Not everyone has access to photographers or the time to create their own images, although that would be the most ideal. Therefore it’s important to understand just how to use stock photos; I urge you to use stock photos with caution. Many resources will even go as far as to tell you not to use them in any situation, but I wouldn’t go that far. Stock image sites are created for exactly this purpose.
I ask you to use caution, however, because many images on these sites can look very stock image-y. If you’re confused as to what that means, think about the image of a group of employees celebrating yet another ‘win’ at their office, we’ve all seen it, or something similar; and if you’ve seen it, most likely your followers also already have. This makes the brand appear to be less genuine.

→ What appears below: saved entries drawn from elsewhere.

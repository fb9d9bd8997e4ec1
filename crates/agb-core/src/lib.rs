// SPDX-License-Identifier: MIT OR Apache-2.0
//! agb-core
//!
//! The stable wire contract for agui-bench: the AG-UI event vocabulary,
//! the run-input envelope, ordering validation, and feature detection.
//!
//! If you only take one dependency, take this one.
#![deny(unsafe_code)]
#![warn(missing_docs)]

pub mod feature;
pub mod usage;
pub mod validate;

use schemars::JsonSchema;
use serde::{Deserialize, Serialize};
use std::collections::BTreeMap;

/// Protocol version string reported by adapter service cards.
pub const PROTOCOL_VERSION: &str = "ag-ui/v1";

/// Open map of framework-specific payload fields carried alongside the
/// contractual fields of an event.
///
/// Only the named fields of each [`Event`] variant are guaranteed by the
/// contract; everything else an upstream framework attaches survives
/// round-trips through here.
pub type ExtraMap = BTreeMap<String, serde_json::Value>;

/// A single AG-UI protocol event.
///
/// Serialized with `#[serde(tag = "type")]` using SCREAMING_SNAKE wire tags
/// (`RUN_STARTED`, `TEXT_MESSAGE_CONTENT`, ...). Field casing follows the
/// wire contract: lifecycle events use snake_case correlation keys, tool
/// events use the camelCase `toolCallId`/`toolCallName` keys.
#[derive(Debug, Clone, PartialEq, Serialize, Deserialize, JsonSchema)]
#[serde(tag = "type", rename_all = "SCREAMING_SNAKE_CASE")]
pub enum Event {
    /// First event of every run.
    RunStarted {
        /// Conversation correlation key.
        thread_id: String,
        /// Run correlation key.
        run_id: String,
        /// Framework-specific extras.
        #[serde(flatten)]
        extra: ExtraMap,
    },

    /// Successful terminal event.
    RunFinished {
        /// Conversation correlation key.
        thread_id: String,
        /// Run correlation key.
        run_id: String,
        /// Framework-specific extras (token usage lands here).
        #[serde(flatten)]
        extra: ExtraMap,
    },

    /// Failed terminal event. Partial text already streamed is not retracted.
    RunError {
        /// Human-readable failure description.
        message: String,
        /// Coarse machine-readable error code.
        #[serde(default, skip_serializing_if = "Option::is_none")]
        code: Option<String>,
        /// Framework-specific extras.
        #[serde(flatten)]
        extra: ExtraMap,
    },

    /// Opens a streamed assistant message.
    TextMessageStart {
        /// Ties together one START/CONTENT*/END run of deltas.
        message_id: String,
        /// Message author role.
        #[serde(default = "default_role")]
        role: String,
        /// Framework-specific extras.
        #[serde(flatten)]
        extra: ExtraMap,
    },

    /// One incremental text fragment of an open message.
    TextMessageContent {
        /// Owning message identifier.
        message_id: String,
        /// Text fragment.
        delta: String,
        /// Framework-specific extras.
        #[serde(flatten)]
        extra: ExtraMap,
    },

    /// Closes a streamed assistant message.
    TextMessageEnd {
        /// Owning message identifier.
        message_id: String,
        /// Framework-specific extras.
        #[serde(flatten)]
        extra: ExtraMap,
    },

    /// Opens a tool invocation.
    ToolCallStart {
        /// Ties together one START/ARGS*/END/RESULT tool lifecycle.
        #[serde(rename = "toolCallId")]
        tool_call_id: String,
        /// Name of the invoked tool.
        #[serde(rename = "toolCallName")]
        tool_call_name: String,
        /// Framework-specific extras.
        #[serde(flatten)]
        extra: ExtraMap,
    },

    /// One incremental fragment of a tool call's JSON arguments.
    ToolCallArgs {
        /// Owning tool-call identifier.
        #[serde(rename = "toolCallId")]
        tool_call_id: String,
        /// Argument JSON fragment.
        delta: String,
        /// Framework-specific extras.
        #[serde(flatten)]
        extra: ExtraMap,
    },

    /// Closes a tool call's argument stream. Execution happens between this
    /// event and the matching result.
    ToolCallEnd {
        /// Owning tool-call identifier.
        #[serde(rename = "toolCallId")]
        tool_call_id: String,
        /// Framework-specific extras.
        #[serde(flatten)]
        extra: ExtraMap,
    },

    /// Result of an executed tool call. Always follows the matching END.
    ToolCallResult {
        /// Owning tool-call identifier.
        #[serde(rename = "toolCallId")]
        tool_call_id: String,
        /// Tool output, including tool-level error strings.
        result: String,
        /// Framework-specific extras.
        #[serde(flatten)]
        extra: ExtraMap,
    },

    /// Opens a reasoning block.
    ThinkingStart {
        /// Framework-specific extras.
        #[serde(flatten)]
        extra: ExtraMap,
    },

    /// One incremental reasoning fragment.
    ThinkingContent {
        /// Reasoning text fragment.
        delta: String,
        /// Framework-specific extras.
        #[serde(flatten)]
        extra: ExtraMap,
    },

    /// Closes a reasoning block.
    ThinkingEnd {
        /// Framework-specific extras.
        #[serde(flatten)]
        extra: ExtraMap,
    },

    /// Opens a generated artifact (e.g. a code block).
    ArtifactStart {
        /// Artifact correlation key.
        artifact_id: String,
        /// Optional artifact title.
        #[serde(default, skip_serializing_if = "Option::is_none")]
        title: Option<String>,
        /// Framework-specific extras.
        #[serde(flatten)]
        extra: ExtraMap,
    },

    /// One incremental artifact fragment.
    ArtifactContent {
        /// Owning artifact identifier.
        artifact_id: String,
        /// Artifact content fragment.
        delta: String,
        /// Framework-specific extras.
        #[serde(flatten)]
        extra: ExtraMap,
    },

    /// Closes a generated artifact.
    ArtifactEnd {
        /// Owning artifact identifier.
        artifact_id: String,
        /// Framework-specific extras.
        #[serde(flatten)]
        extra: ExtraMap,
    },

    /// Full-state snapshot from frameworks that do not stream fine-grained
    /// deltas.
    StateSnapshot {
        /// Opaque framework state.
        state: serde_json::Value,
        /// Framework-specific extras.
        #[serde(flatten)]
        extra: ExtraMap,
    },

    /// Complete message-list snapshot.
    MessagesSnapshot {
        /// Messages in conversation order.
        messages: Vec<serde_json::Value>,
        /// Framework-specific extras.
        #[serde(flatten)]
        extra: ExtraMap,
    },

    /// The agent asks for human input before proceeding.
    HumanInputRequested {
        /// Question put to the human.
        question: String,
        /// Framework-specific extras.
        #[serde(flatten)]
        extra: ExtraMap,
    },

    /// A human response was delivered back to the agent.
    HumanInputReceived {
        /// The human's answer payload.
        response: serde_json::Value,
        /// Framework-specific extras.
        #[serde(flatten)]
        extra: ExtraMap,
    },
}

If you don’t want your stock images to look like stock images it can be helpful to use unusual search words. Words like “funky” or “retro” might turn up something different. Use a specific color or even the “era” like 1920 or 1980. You can also add search phrases and keyword terms like “bright background”. A term like “Instagram style” will instantly show up images with Instagram style filters or lighting. Get creative.
Not sure where to start? Some great free stock image sites are Unsplash, Pixabay, and Pexels. If you have the budget and are looking for more specific stock images, it may be helpful to spend some money through Shutterstock, 123Rf, or Adobe Stock.
Buying stock photos for the first time often comes with a lot of questions. Maybe you’re not quite sure how to use stock photos legally and ethically, or you want to advise your team, students or colleagues how to use stock photos correctly. If you’re struggling to understand the legal rules for using stock photos for your project or are overwhelmed with information about the legal and ethical implications of using stock images – our friends Stock Photo Secrets has a guide that’s got you covered.
Whether you are using stock images or your own photographs, graphic design is the important next step. Now, I’m not saying you need to blow the entire year’s marketing budget and hire a full-time graphic designer. What I am talking about is the ability to add text or logos to an image. This will help to brand your style. With even just a few elements of graphic design, your followers will have better brand recognition. This can be especially useful on Instagram, as images are the first thing a user sees.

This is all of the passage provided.